• _Directions for this task_: Between the line containing "mod orchestrator;" and the line containing "name.parse()" lies a run of lines; give that run again exactly, with both of those lines, and nothing else from the entries below.

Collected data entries
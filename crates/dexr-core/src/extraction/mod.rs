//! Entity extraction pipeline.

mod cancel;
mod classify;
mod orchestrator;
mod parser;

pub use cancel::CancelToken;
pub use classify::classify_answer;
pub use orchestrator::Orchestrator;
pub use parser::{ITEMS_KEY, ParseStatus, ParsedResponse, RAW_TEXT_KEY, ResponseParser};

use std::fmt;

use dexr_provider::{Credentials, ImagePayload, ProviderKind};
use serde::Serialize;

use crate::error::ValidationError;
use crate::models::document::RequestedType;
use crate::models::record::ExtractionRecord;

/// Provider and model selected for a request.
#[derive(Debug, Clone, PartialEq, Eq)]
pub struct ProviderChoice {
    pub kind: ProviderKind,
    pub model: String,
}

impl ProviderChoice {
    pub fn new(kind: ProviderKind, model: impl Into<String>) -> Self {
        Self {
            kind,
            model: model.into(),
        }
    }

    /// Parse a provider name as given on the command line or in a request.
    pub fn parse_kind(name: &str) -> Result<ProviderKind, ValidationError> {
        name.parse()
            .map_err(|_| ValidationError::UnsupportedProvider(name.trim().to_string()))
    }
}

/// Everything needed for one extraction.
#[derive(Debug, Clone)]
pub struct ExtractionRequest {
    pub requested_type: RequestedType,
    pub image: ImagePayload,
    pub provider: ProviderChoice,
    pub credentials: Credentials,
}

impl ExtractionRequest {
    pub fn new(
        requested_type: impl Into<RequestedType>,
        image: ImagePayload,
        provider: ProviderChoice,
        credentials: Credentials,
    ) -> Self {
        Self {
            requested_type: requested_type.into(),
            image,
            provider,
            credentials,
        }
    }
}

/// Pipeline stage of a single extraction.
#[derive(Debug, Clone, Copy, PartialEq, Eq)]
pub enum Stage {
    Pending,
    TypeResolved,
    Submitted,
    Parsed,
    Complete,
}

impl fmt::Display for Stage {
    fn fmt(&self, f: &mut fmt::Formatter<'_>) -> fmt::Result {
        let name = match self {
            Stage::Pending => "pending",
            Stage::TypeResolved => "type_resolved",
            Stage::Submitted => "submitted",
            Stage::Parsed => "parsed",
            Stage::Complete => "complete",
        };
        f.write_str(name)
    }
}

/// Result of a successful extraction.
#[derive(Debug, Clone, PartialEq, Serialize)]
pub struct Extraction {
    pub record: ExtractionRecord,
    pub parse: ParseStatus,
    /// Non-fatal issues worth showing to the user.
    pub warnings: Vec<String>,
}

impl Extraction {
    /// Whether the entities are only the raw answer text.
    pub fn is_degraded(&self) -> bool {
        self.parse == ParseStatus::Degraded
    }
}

...

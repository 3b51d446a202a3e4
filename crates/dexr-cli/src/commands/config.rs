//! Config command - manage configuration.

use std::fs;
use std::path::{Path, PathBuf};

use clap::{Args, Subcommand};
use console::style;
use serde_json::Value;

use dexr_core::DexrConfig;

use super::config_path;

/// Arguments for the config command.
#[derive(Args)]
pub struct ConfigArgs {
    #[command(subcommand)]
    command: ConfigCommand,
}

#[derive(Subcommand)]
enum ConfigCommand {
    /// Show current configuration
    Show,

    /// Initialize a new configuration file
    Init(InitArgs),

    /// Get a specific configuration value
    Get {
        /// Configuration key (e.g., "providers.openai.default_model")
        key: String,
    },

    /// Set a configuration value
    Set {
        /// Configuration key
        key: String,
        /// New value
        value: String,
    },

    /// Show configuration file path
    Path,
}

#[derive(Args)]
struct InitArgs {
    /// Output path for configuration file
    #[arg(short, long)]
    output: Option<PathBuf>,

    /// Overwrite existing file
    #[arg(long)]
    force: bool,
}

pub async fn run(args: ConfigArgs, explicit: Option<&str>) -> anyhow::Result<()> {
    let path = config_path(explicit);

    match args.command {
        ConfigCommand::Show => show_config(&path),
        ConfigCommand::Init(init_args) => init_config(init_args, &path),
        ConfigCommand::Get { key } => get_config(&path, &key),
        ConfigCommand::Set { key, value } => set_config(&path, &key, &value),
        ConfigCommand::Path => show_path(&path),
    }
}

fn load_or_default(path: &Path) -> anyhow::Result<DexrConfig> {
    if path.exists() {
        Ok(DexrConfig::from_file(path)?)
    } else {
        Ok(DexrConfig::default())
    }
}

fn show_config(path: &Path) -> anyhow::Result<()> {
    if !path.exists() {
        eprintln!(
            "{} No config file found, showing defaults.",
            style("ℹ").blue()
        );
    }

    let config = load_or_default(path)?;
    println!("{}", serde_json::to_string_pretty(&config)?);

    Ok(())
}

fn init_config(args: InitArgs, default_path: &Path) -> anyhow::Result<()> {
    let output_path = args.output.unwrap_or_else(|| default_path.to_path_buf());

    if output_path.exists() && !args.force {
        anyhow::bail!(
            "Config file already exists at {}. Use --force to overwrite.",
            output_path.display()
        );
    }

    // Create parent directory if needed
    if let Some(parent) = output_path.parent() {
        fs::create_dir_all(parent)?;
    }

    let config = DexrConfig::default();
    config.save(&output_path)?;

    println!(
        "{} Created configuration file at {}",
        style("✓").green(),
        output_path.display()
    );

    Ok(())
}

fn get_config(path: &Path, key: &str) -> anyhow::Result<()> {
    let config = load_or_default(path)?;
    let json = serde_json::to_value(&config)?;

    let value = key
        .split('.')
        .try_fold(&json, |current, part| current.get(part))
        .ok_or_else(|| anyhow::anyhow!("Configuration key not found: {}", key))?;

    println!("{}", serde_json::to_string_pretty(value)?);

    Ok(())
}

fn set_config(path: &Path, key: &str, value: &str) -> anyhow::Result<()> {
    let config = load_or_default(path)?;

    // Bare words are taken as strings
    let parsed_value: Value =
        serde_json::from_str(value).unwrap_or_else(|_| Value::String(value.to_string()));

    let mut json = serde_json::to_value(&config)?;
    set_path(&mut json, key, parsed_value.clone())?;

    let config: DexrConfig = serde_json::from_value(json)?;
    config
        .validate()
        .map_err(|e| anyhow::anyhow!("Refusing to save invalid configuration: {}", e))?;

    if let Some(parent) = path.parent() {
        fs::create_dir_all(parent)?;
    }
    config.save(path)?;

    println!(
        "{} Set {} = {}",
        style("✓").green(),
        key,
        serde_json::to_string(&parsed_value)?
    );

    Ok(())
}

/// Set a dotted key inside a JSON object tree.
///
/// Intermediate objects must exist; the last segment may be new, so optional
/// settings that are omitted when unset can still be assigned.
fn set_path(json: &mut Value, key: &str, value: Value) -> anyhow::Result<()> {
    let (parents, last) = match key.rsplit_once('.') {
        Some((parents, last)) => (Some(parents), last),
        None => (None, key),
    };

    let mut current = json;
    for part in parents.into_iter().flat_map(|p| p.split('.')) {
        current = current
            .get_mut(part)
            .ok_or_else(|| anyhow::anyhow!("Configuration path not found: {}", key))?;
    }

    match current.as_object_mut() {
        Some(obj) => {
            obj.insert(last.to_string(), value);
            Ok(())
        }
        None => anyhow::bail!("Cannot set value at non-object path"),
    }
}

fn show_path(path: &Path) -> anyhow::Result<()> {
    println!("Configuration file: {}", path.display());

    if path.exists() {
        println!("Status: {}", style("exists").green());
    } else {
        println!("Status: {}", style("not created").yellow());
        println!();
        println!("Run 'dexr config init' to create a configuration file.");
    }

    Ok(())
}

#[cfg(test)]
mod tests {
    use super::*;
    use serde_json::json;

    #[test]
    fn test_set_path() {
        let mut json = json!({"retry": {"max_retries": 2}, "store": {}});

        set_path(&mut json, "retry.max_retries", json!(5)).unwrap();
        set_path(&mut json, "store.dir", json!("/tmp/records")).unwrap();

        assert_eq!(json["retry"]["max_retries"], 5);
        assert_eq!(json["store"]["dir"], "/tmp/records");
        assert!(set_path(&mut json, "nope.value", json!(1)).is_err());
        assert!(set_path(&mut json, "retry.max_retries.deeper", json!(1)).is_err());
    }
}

• _The completed task_:
mod orchestrator;
mod parser;

pub use cancel::CancelToken;
pub use classify::classify_answer;
pub use orchestrator::Orchestrator;
pub use parser::{ITEMS_KEY, ParseStatus, ParsedResponse, RAW_TEXT_KEY, ResponseParser};

use std::fmt;

use dexr_provider::{Credentials, ImagePayload, ProviderKind};
use serde::Serialize;

use crate::error::ValidationError;
use crate::models::document::RequestedType;
use crate::models::record::ExtractionRecord;

/// Provider and model selected for a request.
#[derive(Debug, Clone, PartialEq, Eq)]
pub struct ProviderChoice {
    pub kind: ProviderKind,
    pub model: String,
}

impl ProviderChoice {
    pub fn new(kind: ProviderKind, model: impl Into<String>) -> Self {
        Self {
            kind,
            model: model.into(),
        }
    }

    /// Parse a provider name as given on the command line or in a request.
    pub fn parse_kind(name: &str) -> Result<ProviderKind, ValidationError> {
        name.parse()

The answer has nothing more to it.